Também disseram que a minha mãe não iria sobreviver (umas 3 vezes) e ela ainda cá está. Nunca pensei que fosse tudo tão rápido. Nunca pensei que fosse mesmo verdade.

Eram 16h30. Eu estava no comboio, de regresso a Faro. Tinha ido a Lisboa, à consulta com a psiquiatra.
"Filhota, não vais chegar a tempo", disse-me o meu pai ao telefone.
"Pede-lhe ao ouvido para esperar por mim, pai! Por favor!".
Mas já tinha falecido. Ninguém se atreveu a me dizer a verdade porque estava sozinha no comboio e ainda tinha quase duas horas de viagem pela frente. E ainda bem que o fizeram.

Cheguei a Faro e corri para o carro do meu rapaz, que me esperava de carro ligado e porta aberta para irmos o mais depressa possível para o hospital. Minutos depois, o meu pai liga-me. "Não vás para o hospital, vai para casa". E eu soube logo.

Meu querido avô. Meu doce e querido avô. Quantas saudades tenho eu de te ouvir chamar por mim, fosse onde fosse, estivesse quem estivesse, em alto e bom som "ó gatiiiiiiiiiiiiiiiiiiiinha!".
Quantas saudades tenho eu de me sentar ao teu lado às refeições, porque "este lugar é da minha gatinha". Na altura eu não gostava lá muito da ideia, porque implicavas comigo se não comesse tudo, roubavas-me a comida do prato, atiravas o guardanapo para o meu prato, beliscavas-me... Agora, quando olho para essas fotografias, em que estou ao teu lado com cara de choro, sinto saudades.
Que saudades, avô!
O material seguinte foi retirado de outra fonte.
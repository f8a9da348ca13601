//! Perspective projection for the fly camera.
//!
//! The camera's transform lives in the [`Object3D`] owned by the fly
//! controls; this type only carries the lens and derives matrices from
//! whatever transform it is handed.

use bytemuck::{Pod, Zeroable};
use glam::{Mat4, Vec3};
use terra_controls::Object3D;

/// Lens parameters and cached projection matrix.
#[derive(Debug, Clone, PartialEq)]
pub struct PerspectiveCamera {
    fov_y_degrees: f32,
    aspect: f32,
    near: f32,
    far: f32,
    projection: Mat4,
}

impl PerspectiveCamera {
    /// `fov_y_degrees` is the vertical field of view.
    #[must_use]
    pub fn new(fov_y_degrees: f32, aspect: f32, near: f32, far: f32) -> Self {
        let mut camera = Self {
            fov_y_degrees,
            aspect,
            near,
            far,
            projection: Mat4::IDENTITY,
        };
        camera.update_projection_matrix();
        camera
    }

    #[must_use]
    pub fn fov_y_degrees(&self) -> f32 {
        self.fov_y_degrees
    }

    #[must_use]
    pub fn aspect(&self) -> f32 {
        self.aspect
    }

    #[must_use]
    pub fn near(&self) -> f32 {
        self.near
    }

    #[must_use]
    pub fn far(&self) -> f32 {
        self.far
    }

    /// Tracks a new drawable size. A zero dimension leaves the lens as is.
    pub fn resize(&mut self, width: u32, height: u32) {
        if width == 0 || height == 0 {
            tracing::debug!(width, height, "Ignoring degenerate resize");
            return;
        }
        self.aspect = width as f32 / height as f32;
        self.update_projection_matrix();
    }

    /// Recomputes the cached matrix after a lens change.
    pub fn update_projection_matrix(&mut self) {
        self.projection = Mat4::perspective_rh(
            self.fov_y_degrees.to_radians(),
            self.aspect,
            self.near,
            self.far,
        );
    }

    #[must_use]
    pub fn projection_matrix(&self) -> Mat4 {
        self.projection
    }

    /// World-to-view transform for a camera placed at `transform`.
    #[must_use]
    pub fn view_matrix(transform: &Object3D) -> Mat4 {
        Mat4::from_rotation_translation(transform.quaternion(), transform.position()).inverse()
    }

    #[must_use]
    pub fn view_projection_matrix(&self, transform: &Object3D) -> Mat4 {
        self.projection * Self::view_matrix(transform)
    }

    #[must_use]
    pub fn to_uniform(&self, transform: &Object3D) -> CameraUniform {
        let p: Vec3 = transform.position();
        CameraUniform {
            view_proj: self.view_projection_matrix(transform).to_cols_array_2d(),
            camera_pos: [p.x, p.y, p.z, 0.0],
        }
    }
}

/// GPU layout of the camera block, 80 bytes.
#[repr(C)]
#[derive(Clone, Copy, Debug, PartialEq, Pod, Zeroable)]
pub struct CameraUniform {
    pub view_proj: [[f32; 4]; 4],
    /// xyz = world position, w unused.
    pub camera_pos: [f32; 4],
}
Que saudades tenho eu tuas!

O 71º aniversário do meu querido avô.
Eu teria uns 7 e, para não variar, deveria estar chateada com o meu avô.
Reparem no ar de troça dele :P Boa coisa não me teria feito :P
A loiraça ao lado é a minha mana e deveria estar a dizer algo como "deixa a miúda e sopra as velas!"
Clicar na imagem para ampliar


Que dor eu sinto, ao pensar que nunca irás conhecer o meu ninho, os meus filhos. Que dor tão grande é pensar que não estarás mais presente, que não irás implicar com a minha casa, como implicaste com a do meu irmão. Lembras-te, avô? Foi dois dias antes de teres tido o avc. Implicaste porque a casa "tem muitas portas, perco-me" e porque a sanita estava muito fria e te gelou o rabiosque hehehehe

Oh avô... que saudades! Que dor tão grande!


Uns dos muitos natais que passámos juntos.
Eu a fazer caretas como sempre e o meu avô a tentar  manter a postura


Eu sei. É a lei da vida. É uma autentica porcaria, mas não há nada a fazer.
Prometo-te que vou gozar a minha vida ao máximo e que vou cuidar da avózinha o melhor que puder. E da tua filha também.

Avôzinho, mais uma vez, peço-te que me perdoes por não te ter dito adeus, não ter estado presente quando partiste. Amo-te e amar-te-ei até ao fim dos meus dias.
Descança em paz.

11-11-1922
28-03-2013
90 aninhos



Mais recentemente, os meus avós maternos e eu. Natal de 2010.